這回大家約好星期天在ktv唱歌,江月年心亂如麻,本打算趁著這個機會好好放鬆一下,順便思考上學後應該如何麵對秦宴,萬萬沒想到剛一推開門,直接就對上了他的眼睛。


    等、等等。


    秦宴同學為什麽會在這裏?他不是從來不參加班裏的課外活動嗎?


    “看見秦宴了嗎?沒想到吧!”


    身為這次活動的策劃人,薛婷一見到她來,就對著江月年說悄悄話,語氣裏滿滿全是賊兮兮又神秘兮兮的意思:“他本來不太願意的,但我邀請時在後麵補了句‘年年也會來喲’,他沒過一會兒就說‘好’了。”

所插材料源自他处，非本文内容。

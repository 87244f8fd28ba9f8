pub mod error;
pub mod handlers;
pub mod state;

use std::sync::Arc;
use axum::{routing::get, Router};
use tokio::signal;
use tower_http::{cors::CorsLayer, trace::TraceLayer};
use tracing::info;

pub use self::error::AppError;
pub use self::state::AppState;

use crate::config::AppConfig;

/// Build the HTTP router around shared state
pub fn create_router(state: Arc<AppState>) -> Router {
    Router::new()
        .route("/", get(handlers::root))
        // OAuth routes
        .route("/auth/google", get(handlers::auth_google))
        .route("/auth/google/callback", get(handlers::auth_google_callback))
        .route("/auth/status", get(handlers::auth_status))
        // Photos
        .route("/photos", get(handlers::photos))
        .route("/photos/paginated", get(handlers::photos_paginated))
        .layer(CorsLayer::permissive())
        .layer(TraceLayer::new_for_http())
        .with_state(state)
}

pub async fn start_server(config: AppConfig) -> anyhow::Result<()> {
    let app_state = Arc::new(AppState::new(&config)?);
    let app = create_router(app_state);

    let addr = config.listen_addr();
    let listener = tokio::net::TcpListener::bind(&addr).await?;
    info!("listening on http://{}", listener.local_addr()?);

    axum::serve(listener, app)
        .with_graceful_shutdown(shutdown_signal())
        .await?;

    Ok(())
}

async fn shutdown_signal() {
    let ctrl_c = async {
        if let Err(e) = signal::ctrl_c().await {
            tracing::error!("failed to install Ctrl+C handler: {}", e);
            std::future::pending::<()>().await;
        }
    };

    #[cfg(unix)]
    let terminate = async {
        match signal::unix::signal(signal::unix::SignalKind::terminate()) {
            Ok(mut sigterm) => {
                sigterm.recv().await;
            }
            Err(e) => {
                tracing::error!("failed to install SIGTERM handler: {}", e);
                std::future::pending::<()>().await;
            }
        }
    };

    #[cfg(not(unix))]
    let terminate = std::future::pending::<()>();

    tokio::select! {
        _ = ctrl_c => {},
        _ = terminate => {},
    }

    info!("signal received, starting graceful shutdown");
}
use axum::{
    response::{IntoResponse, Response},
    http::StatusCode,
    Json,
};
use std::fmt::{self, Display};
use std::error::Error;

use crate::auth::AuthError;
use crate::photos::PhotosError;

/// Application error types, one per HTTP failure class
#[derive(Debug)]
pub enum AppError {
    MissingAuthorizationCode,
    NotAuthenticated,
    CredentialExpiredOrInvalid,
    RemoteCallFailure(String),
}

impl AppError {
    pub fn status(&self) -> StatusCode {
        match self {
            AppError::MissingAuthorizationCode => StatusCode::BAD_REQUEST,
            AppError::NotAuthenticated | AppError::CredentialExpiredOrInvalid => StatusCode::UNAUTHORIZED,
            AppError::RemoteCallFailure(_) => StatusCode::INTERNAL_SERVER_ERROR,
        }
    }
}

impl IntoResponse for AppError {
    fn into_response(self) -> Response {
        let status = self.status();
        if status.is_server_error() {
            tracing::error!("{}", self);
        }

        let body = Json(serde_json::json!({
            "error": self.to_string(),
        }));

        (status, body).into_response()
    }
}

impl Display for AppError {
    fn fmt(&self, f: &mut fmt::Formatter<'_>) -> fmt::Result {
        match self {
            AppError::MissingAuthorizationCode => write!(f, "Authorization code is required"),
            AppError::NotAuthenticated => {
                write!(f, "Not authenticated. Please authenticate first using /auth/google")
            }
            AppError::CredentialExpiredOrInvalid => {
                write!(f, "Token expired. Please re-authenticate using /auth/google")
            }
            AppError::RemoteCallFailure(msg) => write!(f, "{}", msg),
        }
    }
}

impl Error for AppError {}

impl From<AuthError> for AppError {
    fn from(error: AuthError) -> Self {
        match error {
            AuthError::NotAuthenticated => AppError::NotAuthenticated,
            AuthError::CredentialRejected(_) => AppError::CredentialExpiredOrInvalid,
            other => AppError::RemoteCallFailure(other.to_string()),
        }
    }
}

impl From<PhotosError> for AppError {
    fn from(error: PhotosError) -> Self {
        match error {
            PhotosError::NotAuthenticated => AppError::NotAuthenticated,
            PhotosError::CredentialRejected(_) => AppError::CredentialExpiredOrInvalid,
            other => AppError::RemoteCallFailure(other.to_string()),
        }
    }
}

    江月年像兔子一樣睜圓眼睛:“你這是過分解讀,人家明明隻是很單純地想要來玩而已!”


    薛婷:“嗯是是是,好好好,你說的都對,快去找個地方坐下吧。”


    敷衍。


    棒讀。


    江月年不服氣地拍了拍損友腦袋,往包廂裏麵走。裴央央周末補課沒時間過來,她又不喜歡太過嘈雜的環境,思來想去,似乎隻有秦宴身邊的角落最為中意。


    她猶豫一瞬坐在他身旁,不忘了笑著打招呼:“你好哇,秦宴同學。”


    秦宴神色淡淡地看她一眼,聲音被音響裏撕心裂肺的歌聲掩蓋大半:“你好。”


    周圍有些太吵了,讓她難以聽清他的聲音。


    而且和秦宴麵對麵說話,不知道為什麽,江月年總會覺得莫名緊張——其實這是更加重要的原因。


    於是江月年從口袋裏拿出手機,加大音量一本正經地開口:“這裏太吵了,我們用發信息說話吧?”


    秦宴點頭。


    他好像從來都沒對她的請求說過“不”。


    由於和哥哥的名字都取自古詩《春江花月夜》中的“江月何年初照人”與“江月年年望相似”,江月年把這個題目拆頭拆尾,用“春夜”作為自己的網名。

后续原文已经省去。